> _DIRECTIONS FOR THIS TASK_
Search the material below for lines containing the string "until", and copy every one you find.

============

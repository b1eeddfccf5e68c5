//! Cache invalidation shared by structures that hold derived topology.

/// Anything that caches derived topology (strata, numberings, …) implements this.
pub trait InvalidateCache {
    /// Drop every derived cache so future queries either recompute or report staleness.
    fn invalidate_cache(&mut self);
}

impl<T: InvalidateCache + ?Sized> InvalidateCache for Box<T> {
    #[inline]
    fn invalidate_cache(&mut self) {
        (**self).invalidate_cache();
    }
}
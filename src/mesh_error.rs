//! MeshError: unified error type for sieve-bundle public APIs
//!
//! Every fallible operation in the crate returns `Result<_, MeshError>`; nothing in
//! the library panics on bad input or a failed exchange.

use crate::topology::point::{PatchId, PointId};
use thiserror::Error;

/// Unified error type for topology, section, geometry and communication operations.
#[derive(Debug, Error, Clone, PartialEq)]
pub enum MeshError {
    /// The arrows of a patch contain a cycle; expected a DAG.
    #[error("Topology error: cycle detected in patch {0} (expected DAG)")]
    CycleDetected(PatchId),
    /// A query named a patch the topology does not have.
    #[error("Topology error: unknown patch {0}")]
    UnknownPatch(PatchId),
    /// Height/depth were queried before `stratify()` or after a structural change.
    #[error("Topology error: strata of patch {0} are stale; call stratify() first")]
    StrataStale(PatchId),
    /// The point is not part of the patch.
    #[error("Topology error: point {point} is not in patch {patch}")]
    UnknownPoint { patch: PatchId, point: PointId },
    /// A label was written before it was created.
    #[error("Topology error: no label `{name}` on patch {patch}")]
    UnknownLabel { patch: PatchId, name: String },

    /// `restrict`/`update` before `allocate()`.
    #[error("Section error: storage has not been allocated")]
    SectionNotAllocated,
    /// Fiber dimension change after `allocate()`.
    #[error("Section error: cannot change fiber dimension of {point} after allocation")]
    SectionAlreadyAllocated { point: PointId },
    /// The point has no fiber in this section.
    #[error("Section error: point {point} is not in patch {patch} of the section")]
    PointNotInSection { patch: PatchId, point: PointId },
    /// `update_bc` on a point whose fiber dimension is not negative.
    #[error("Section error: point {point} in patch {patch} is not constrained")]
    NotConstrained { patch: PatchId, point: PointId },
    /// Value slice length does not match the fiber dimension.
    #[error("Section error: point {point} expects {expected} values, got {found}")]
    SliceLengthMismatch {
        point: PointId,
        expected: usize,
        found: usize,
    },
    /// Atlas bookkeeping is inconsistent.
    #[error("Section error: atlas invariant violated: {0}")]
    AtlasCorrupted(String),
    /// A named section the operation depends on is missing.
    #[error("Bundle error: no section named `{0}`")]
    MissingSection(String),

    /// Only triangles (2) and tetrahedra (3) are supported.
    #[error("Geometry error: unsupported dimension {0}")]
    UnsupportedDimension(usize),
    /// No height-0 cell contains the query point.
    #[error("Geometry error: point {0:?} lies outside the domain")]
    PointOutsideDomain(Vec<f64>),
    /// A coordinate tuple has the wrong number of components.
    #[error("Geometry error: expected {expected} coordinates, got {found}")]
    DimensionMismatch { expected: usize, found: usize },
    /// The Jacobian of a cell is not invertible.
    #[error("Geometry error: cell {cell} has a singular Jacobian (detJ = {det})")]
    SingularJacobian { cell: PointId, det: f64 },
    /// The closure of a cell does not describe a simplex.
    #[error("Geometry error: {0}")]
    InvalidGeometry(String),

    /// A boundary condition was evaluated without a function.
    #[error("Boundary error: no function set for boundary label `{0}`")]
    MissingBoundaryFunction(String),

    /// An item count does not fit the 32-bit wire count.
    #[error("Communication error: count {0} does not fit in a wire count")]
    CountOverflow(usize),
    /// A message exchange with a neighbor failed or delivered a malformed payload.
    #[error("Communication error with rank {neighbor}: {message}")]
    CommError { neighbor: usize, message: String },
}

============

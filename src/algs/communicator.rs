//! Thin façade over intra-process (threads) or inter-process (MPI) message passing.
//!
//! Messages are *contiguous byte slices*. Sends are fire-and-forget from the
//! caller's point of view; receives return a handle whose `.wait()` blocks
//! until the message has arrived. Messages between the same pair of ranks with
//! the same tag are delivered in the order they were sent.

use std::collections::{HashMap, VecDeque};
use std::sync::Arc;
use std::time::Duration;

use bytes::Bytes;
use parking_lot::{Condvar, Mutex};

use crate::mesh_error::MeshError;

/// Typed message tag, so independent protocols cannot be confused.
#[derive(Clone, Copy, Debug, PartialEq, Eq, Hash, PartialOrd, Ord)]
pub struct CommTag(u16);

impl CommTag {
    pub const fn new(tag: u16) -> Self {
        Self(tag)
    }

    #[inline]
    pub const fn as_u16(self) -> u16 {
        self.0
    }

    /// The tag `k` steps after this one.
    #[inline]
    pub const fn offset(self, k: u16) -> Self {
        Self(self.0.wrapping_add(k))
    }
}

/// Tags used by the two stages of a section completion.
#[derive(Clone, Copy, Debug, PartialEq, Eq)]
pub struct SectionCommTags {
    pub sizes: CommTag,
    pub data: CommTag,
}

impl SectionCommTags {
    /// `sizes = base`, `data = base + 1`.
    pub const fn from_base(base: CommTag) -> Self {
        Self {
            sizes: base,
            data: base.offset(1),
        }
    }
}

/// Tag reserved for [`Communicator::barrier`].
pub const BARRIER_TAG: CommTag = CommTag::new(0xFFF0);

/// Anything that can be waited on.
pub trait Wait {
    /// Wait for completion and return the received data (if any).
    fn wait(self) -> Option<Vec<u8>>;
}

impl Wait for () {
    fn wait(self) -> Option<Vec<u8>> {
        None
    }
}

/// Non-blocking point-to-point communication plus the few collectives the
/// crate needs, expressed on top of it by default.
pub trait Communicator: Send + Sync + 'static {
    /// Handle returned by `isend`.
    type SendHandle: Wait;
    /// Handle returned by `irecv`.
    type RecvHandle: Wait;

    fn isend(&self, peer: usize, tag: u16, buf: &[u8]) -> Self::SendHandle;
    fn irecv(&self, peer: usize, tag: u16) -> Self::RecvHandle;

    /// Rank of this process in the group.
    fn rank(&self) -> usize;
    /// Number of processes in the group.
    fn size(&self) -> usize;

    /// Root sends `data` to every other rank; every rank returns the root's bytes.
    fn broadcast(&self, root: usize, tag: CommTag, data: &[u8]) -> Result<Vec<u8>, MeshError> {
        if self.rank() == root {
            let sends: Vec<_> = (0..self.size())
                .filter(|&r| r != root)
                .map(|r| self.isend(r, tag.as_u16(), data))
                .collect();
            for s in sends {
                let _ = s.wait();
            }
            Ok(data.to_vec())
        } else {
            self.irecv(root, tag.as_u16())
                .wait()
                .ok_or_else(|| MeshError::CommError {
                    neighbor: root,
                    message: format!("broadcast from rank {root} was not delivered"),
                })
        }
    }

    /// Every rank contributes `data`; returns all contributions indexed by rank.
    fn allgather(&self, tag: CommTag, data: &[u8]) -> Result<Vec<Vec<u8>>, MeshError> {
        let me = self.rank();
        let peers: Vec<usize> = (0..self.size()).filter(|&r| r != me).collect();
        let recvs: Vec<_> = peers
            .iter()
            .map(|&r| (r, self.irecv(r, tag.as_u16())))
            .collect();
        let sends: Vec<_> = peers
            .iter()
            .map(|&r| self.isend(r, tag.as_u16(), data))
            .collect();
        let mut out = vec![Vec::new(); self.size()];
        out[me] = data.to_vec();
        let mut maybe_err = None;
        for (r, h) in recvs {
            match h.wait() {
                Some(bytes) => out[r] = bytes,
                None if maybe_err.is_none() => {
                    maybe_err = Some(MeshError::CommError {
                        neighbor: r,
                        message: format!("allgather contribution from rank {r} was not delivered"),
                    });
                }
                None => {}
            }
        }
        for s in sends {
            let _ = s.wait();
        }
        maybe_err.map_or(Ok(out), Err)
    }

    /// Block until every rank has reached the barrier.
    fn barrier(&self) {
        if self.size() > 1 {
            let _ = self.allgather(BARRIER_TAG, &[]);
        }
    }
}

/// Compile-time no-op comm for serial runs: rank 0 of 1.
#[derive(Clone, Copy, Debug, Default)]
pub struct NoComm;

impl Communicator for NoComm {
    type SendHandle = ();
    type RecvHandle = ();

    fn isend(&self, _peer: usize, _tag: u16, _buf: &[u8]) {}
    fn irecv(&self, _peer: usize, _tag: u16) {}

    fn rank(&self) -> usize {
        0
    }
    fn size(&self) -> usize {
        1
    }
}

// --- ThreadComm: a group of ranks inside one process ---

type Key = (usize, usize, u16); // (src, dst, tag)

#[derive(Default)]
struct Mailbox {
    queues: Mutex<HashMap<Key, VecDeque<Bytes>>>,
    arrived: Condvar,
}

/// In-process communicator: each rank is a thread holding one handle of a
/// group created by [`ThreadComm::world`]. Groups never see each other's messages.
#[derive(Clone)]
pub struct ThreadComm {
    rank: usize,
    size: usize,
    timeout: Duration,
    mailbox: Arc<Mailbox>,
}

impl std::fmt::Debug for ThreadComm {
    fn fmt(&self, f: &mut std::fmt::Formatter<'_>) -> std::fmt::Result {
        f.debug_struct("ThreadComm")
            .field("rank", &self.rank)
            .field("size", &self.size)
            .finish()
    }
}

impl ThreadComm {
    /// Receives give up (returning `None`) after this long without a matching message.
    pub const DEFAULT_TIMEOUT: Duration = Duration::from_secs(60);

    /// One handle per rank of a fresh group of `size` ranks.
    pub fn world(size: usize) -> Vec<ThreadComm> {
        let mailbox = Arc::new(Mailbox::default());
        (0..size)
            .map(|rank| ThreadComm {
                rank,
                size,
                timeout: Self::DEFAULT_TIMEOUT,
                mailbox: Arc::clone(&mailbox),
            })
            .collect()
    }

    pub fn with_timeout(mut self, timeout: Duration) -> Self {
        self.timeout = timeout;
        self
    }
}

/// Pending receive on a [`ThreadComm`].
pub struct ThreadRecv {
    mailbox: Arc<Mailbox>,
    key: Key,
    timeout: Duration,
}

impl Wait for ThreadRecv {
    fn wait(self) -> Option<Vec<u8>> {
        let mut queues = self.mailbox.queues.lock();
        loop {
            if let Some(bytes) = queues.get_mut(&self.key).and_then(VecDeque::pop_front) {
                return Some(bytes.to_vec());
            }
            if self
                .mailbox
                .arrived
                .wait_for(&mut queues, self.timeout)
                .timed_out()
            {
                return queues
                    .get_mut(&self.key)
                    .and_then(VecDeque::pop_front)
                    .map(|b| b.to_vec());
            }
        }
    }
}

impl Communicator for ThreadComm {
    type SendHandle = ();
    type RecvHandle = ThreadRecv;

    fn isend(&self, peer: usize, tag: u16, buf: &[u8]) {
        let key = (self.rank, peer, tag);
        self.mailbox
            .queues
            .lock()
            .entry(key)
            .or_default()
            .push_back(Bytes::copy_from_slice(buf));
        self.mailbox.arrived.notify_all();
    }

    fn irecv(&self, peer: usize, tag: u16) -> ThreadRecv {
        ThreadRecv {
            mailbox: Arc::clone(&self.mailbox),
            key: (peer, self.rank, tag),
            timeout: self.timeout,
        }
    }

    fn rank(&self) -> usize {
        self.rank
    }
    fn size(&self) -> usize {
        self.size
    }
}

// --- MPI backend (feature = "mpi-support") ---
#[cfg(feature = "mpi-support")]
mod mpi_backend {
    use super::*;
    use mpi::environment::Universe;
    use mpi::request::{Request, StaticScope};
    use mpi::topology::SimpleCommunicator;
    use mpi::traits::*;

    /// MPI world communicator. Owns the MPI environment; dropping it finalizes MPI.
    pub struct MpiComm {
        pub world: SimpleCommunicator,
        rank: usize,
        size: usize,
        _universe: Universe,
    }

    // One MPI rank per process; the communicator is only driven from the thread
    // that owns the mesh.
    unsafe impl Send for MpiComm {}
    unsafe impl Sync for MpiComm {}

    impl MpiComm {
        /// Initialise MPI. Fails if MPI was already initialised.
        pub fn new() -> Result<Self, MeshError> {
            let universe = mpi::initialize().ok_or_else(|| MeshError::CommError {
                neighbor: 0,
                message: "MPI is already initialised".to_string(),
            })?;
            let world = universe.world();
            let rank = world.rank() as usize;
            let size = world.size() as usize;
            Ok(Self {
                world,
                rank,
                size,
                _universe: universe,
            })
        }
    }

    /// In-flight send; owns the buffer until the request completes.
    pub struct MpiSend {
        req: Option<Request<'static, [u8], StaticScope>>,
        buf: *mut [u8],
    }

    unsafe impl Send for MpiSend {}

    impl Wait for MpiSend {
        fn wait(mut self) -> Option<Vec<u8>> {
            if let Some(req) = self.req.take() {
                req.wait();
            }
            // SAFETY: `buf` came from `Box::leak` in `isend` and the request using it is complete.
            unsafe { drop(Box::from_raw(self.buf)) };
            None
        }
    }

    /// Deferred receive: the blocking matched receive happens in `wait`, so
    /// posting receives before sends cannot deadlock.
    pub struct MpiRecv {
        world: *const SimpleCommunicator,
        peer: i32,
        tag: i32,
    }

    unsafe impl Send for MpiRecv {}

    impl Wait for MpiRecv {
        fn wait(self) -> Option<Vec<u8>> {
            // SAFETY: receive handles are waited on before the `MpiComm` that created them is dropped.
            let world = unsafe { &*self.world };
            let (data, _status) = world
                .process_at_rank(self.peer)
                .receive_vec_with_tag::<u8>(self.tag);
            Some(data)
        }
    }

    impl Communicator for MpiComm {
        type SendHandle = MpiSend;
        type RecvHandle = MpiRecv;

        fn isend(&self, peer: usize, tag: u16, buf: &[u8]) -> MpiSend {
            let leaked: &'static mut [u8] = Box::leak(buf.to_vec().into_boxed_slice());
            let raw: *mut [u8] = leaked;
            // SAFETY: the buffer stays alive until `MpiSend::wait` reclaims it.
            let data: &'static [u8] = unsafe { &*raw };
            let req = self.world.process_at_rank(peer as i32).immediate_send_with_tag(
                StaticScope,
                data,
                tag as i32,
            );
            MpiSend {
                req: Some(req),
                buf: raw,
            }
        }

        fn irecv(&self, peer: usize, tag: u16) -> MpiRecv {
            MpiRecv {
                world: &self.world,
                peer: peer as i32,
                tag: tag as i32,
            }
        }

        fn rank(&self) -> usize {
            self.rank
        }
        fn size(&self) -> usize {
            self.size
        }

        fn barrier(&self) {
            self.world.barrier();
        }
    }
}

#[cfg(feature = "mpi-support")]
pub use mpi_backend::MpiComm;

============

> _WRITTEN ANSWER_
//! until the message has arrived. Messages between the same pair of ranks with
    /// Block until every rank has reached the barrier.
    /// In-flight send; owns the buffer until the request completes.
            // SAFETY: the buffer stays alive until `MpiSend::wait` reclaims it.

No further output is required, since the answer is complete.